_Task statement_
Down to the last line, reproduce the records exactly.

(Source records)
= = = = = = =

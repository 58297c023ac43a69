use utoipa::{
    Modify, OpenApi,
    openapi::{
        self,
        OpenApi as OpenApiSpec,
        security::{HttpAuthScheme, HttpBuilder, SecurityScheme},
    },
};
use utoipa_scalar::{Scalar, Servable};

use crate::{
    checkout_session::CheckoutStage,
    dto::{
        admin::{InventoryAdjustRequest, LowStockList, UpdateUserRequest, UserList},
        auth::{LoginRequest, LoginResponse, RegisterRequest},
        cart::{AddToCartRequest, ApplyPromotionRequest, CartLineView, CartView, UpdateCartItemRequest},
        checkout::ShippingRequest,
        listings::{CreateListingRequest, ListingList, UpdateListingRequest},
        orders::{OrderList, OrderWithItems, UpdateOrderStatusRequest},
        products::{CreateProductRequest, ProductList, UpdateProductRequest},
        promotions::{CreatePromotionRequest, PromotionList, UpdatePromotionRequest},
    },
    models::{
        DeliveryType, Listing, ListingPriceType, ListingStatus, Order, OrderItem, Product, Promotion,
        User,
    },
    pricing::{AppliedPromotion, PromotionValueType, ShippingInfo},
    response::{ApiResponse, Meta},
    routes::{admin, auth, cart, checkout, health, listings, orders, products},
};

struct SecurityAddon;

impl Modify for SecurityAddon {
    fn modify(&self, openapi: &mut openapi::OpenApi) {
        let components = openapi.components.get_or_insert_with(Default::default);
        components.add_security_scheme(
            "bearer_auth",
            SecurityScheme::Http(
                HttpBuilder::new()
                    .scheme(HttpAuthScheme::Bearer)
                    .bearer_format("JWT")
                    .build(),
            ),
        );
    }
}

#[derive(OpenApi)]
#[openapi(
    paths(
        health::health_check,
        auth::register,
        auth::login,
        products::list_products,
        products::get_product,
        cart::view_cart,
        cart::add_to_cart,
        cart::update_cart_item,
        cart::remove_from_cart,
        cart::apply_promotion,
        cart::clear_promotion,
        checkout::set_shipping,
        checkout::review,
        checkout::confirm,
        orders::list_orders,
        orders::get_order,
        listings::list_listings,
        listings::list_my_listings,
        listings::create_listing,
        listings::get_listing,
        listings::update_listing,
        listings::delete_listing,
        admin::list_all_orders,
        admin::get_order_admin,
        admin::update_order_status,
        admin::create_product,
        admin::update_product,
        admin::delete_product,
        admin::list_low_stock,
        admin::adjust_inventory,
        admin::list_promotions,
        admin::get_promotion,
        admin::create_promotion,
        admin::update_promotion,
        admin::delete_promotion,
        admin::list_users,
        admin::get_user,
        admin::update_user,
        admin::delete_user
    ),
    components(
        schemas(
            User,
            Product,
            Promotion,
            PromotionValueType,
            AppliedPromotion,
            Order,
            OrderItem,
            ShippingInfo,
            CheckoutStage,
            RegisterRequest,
            LoginRequest,
            LoginResponse,
            AddToCartRequest,
            UpdateCartItemRequest,
            ApplyPromotionRequest,
            CartLineView,
            CartView,
            ShippingRequest,
            UpdateOrderStatusRequest,
            OrderList,
            OrderWithItems,
            CreateProductRequest,
            UpdateProductRequest,
            ProductList,
            CreatePromotionRequest,
            UpdatePromotionRequest,
            PromotionList,
            InventoryAdjustRequest,
            LowStockList,
            Listing,
            ListingPriceType,
            DeliveryType,
            ListingStatus,
            CreateListingRequest,
            UpdateListingRequest,
            ListingList,
            UpdateUserRequest,
            UserList,
            health::HealthData,
            Meta,
            ApiResponse<Product>,
            ApiResponse<ProductList>,
            ApiResponse<CartView>,
            ApiResponse<OrderWithItems>,
            ApiResponse<OrderList>,
            ApiResponse<Promotion>,
            ApiResponse<PromotionList>,
            ApiResponse<LowStockList>,
            ApiResponse<Listing>,
            ApiResponse<ListingList>,
            ApiResponse<User>,
            ApiResponse<UserList>
        )
    ),
    security(
        ("bearer_auth" = [])
    ),
    modifiers(&SecurityAddon),
    tags(
        (name = "Health", description = "Health check endpoint"),
        (name = "Auth", description = "Authentication endpoints"),
        (name = "Products", description = "Catalog endpoints"),
        (name = "Cart", description = "Session cart and promotion code"),
        (name = "Checkout", description = "Shipping, review and confirmation"),
        (name = "Orders", description = "Order history"),
        (name = "Marketplace", description = "User listings for second-hand items"),
        (name = "Admin", description = "Back office endpoints"),
    )
)]
pub struct ApiDoc;

pub fn scalar_docs() -> Scalar<OpenApiSpec> {
    Scalar::with_url("/docs", ApiDoc::openapi())
}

= = = = = = =

_Response box_
repository 58297c023ac43a69
use utoipa::{
    Modify, OpenApi,
    openapi::{
        self,
        OpenApi as OpenApiSpec,
        security::{HttpAuthScheme, HttpBuilder, SecurityScheme},
    },
};
use utoipa_scalar::{Scalar, Servable};

use crate::{
    checkout_session::CheckoutStage,
    dto::{
        admin::{InventoryAdjustRequest, LowStockList, UpdateUserRequest, UserList},
        auth::{LoginRequest, LoginResponse, RegisterRequest},
        cart::{AddToCartRequest, ApplyPromotionRequest, CartLineView, CartView, UpdateCartItemRequest},
        checkout::ShippingRequest,
        listings::{CreateListingRequest, ListingList, UpdateListingRequest},
        orders::{OrderList, OrderWithItems, UpdateOrderStatusRequest},
        products::{CreateProductRequest, ProductList, UpdateProductRequest},
        promotions::{CreatePromotionRequest, PromotionList, UpdatePromotionRequest},
    },
    models::{
        DeliveryType, Listing, ListingPriceType, ListingStatus, Order, OrderItem, Product, Promotion,
        User,
    },
    pricing::{AppliedPromotion, PromotionValueType, ShippingInfo},
    response::{ApiResponse, Meta},
    routes::{admin, auth, cart, checkout, health, listings, orders, products},
};

struct SecurityAddon;

impl Modify for SecurityAddon {
    fn modify(&self, openapi: &mut openapi::OpenApi) {
        let components = openapi.components.get_or_insert_with(Default::default);
        components.add_security_scheme(
            "bearer_auth",
            SecurityScheme::Http(
                HttpBuilder::new()
                    .scheme(HttpAuthScheme::Bearer)
                    .bearer_format("JWT")
                    .build(),
            ),
        );
    }
}

#[derive(OpenApi)]
#[openapi(
    paths(
        health::health_check,
        auth::register,
        auth::login,
        products::list_products,
        products::get_product,
        cart::view_cart,
        cart::add_to_cart,
        cart::update_cart_item,
        cart::remove_from_cart,
        cart::apply_promotion,
        cart::clear_promotion,
        checkout::set_shipping,
        checkout::review,
        checkout::confirm,
        orders::list_orders,
        orders::get_order,
        listings::list_listings,
        listings::list_my_listings,
        listings::create_listing,
        listings::get_listing,
        listings::update_listing,
        listings::delete_listing,
        admin::list_all_orders,
        admin::get_order_admin,
        admin::update_order_status,
        admin::create_product,
        admin::update_product,
        admin::delete_product,
        admin::list_low_stock,
        admin::adjust_inventory,
        admin::list_promotions,
        admin::get_promotion,
        admin::create_promotion,
        admin::update_promotion,
        admin::delete_promotion,
        admin::list_users,
        admin::get_user,
        admin::update_user,
        admin::delete_user
    ),
    components(
        schemas(
            User,
            Product,
            Promotion,
            PromotionValueType,
            AppliedPromotion,
            Order,
            OrderItem,
            ShippingInfo,
            CheckoutStage,
            RegisterRequest,
            LoginRequest,
            LoginResponse,
            AddToCartRequest,
            UpdateCartItemRequest,
            ApplyPromotionRequest,
            CartLineView,
            CartView,
            ShippingRequest,
            UpdateOrderStatusRequest,
            OrderList,
            OrderWithItems,
            CreateProductRequest,
            UpdateProductRequest,
            ProductList,
            CreatePromotionRequest,
            UpdatePromotionRequest,
            PromotionList,
            InventoryAdjustRequest,
            LowStockList,
            Listing,
            ListingPriceType,
            DeliveryType,
            ListingStatus,
            CreateListingRequest,
            UpdateListingRequest,
            ListingList,
            UpdateUserRequest,
            UserList,
            health::HealthData,
            Meta,
            ApiResponse<Product>,
            ApiResponse<ProductList>,
            ApiResponse<CartView>,
            ApiResponse<OrderWithItems>,
            ApiResponse<OrderList>,
            ApiResponse<Promotion>,
            ApiResponse<PromotionList>,
            ApiResponse<LowStockList>,
            ApiResponse<Listing>,
            ApiResponse<ListingList>,
            ApiResponse<User>,
            ApiResponse<UserList>
        )
    ),
    security(
        ("bearer_auth" = [])
    ),
    modifiers(&SecurityAddon),
    tags(
        (name = "Health", description = "Health check endpoint"),
        (name = "Auth", description = "Authentication endpoints"),
        (name = "Products", description = "Catalog endpoints"),
        (name = "Cart", description = "Session cart and promotion code"),
        (name = "Checkout", description = "Shipping, review and confirmation"),
        (name = "Orders", description = "Order history"),
        (name = "Marketplace", description = "User listings for second-hand items"),
        (name = "Admin", description = "Back office endpoints"),
    )
)]
pub struct ApiDoc;

pub fn scalar_docs() -> Scalar<OpenApiSpec> {
    Scalar::with_url("/docs", ApiDoc::openapi())
}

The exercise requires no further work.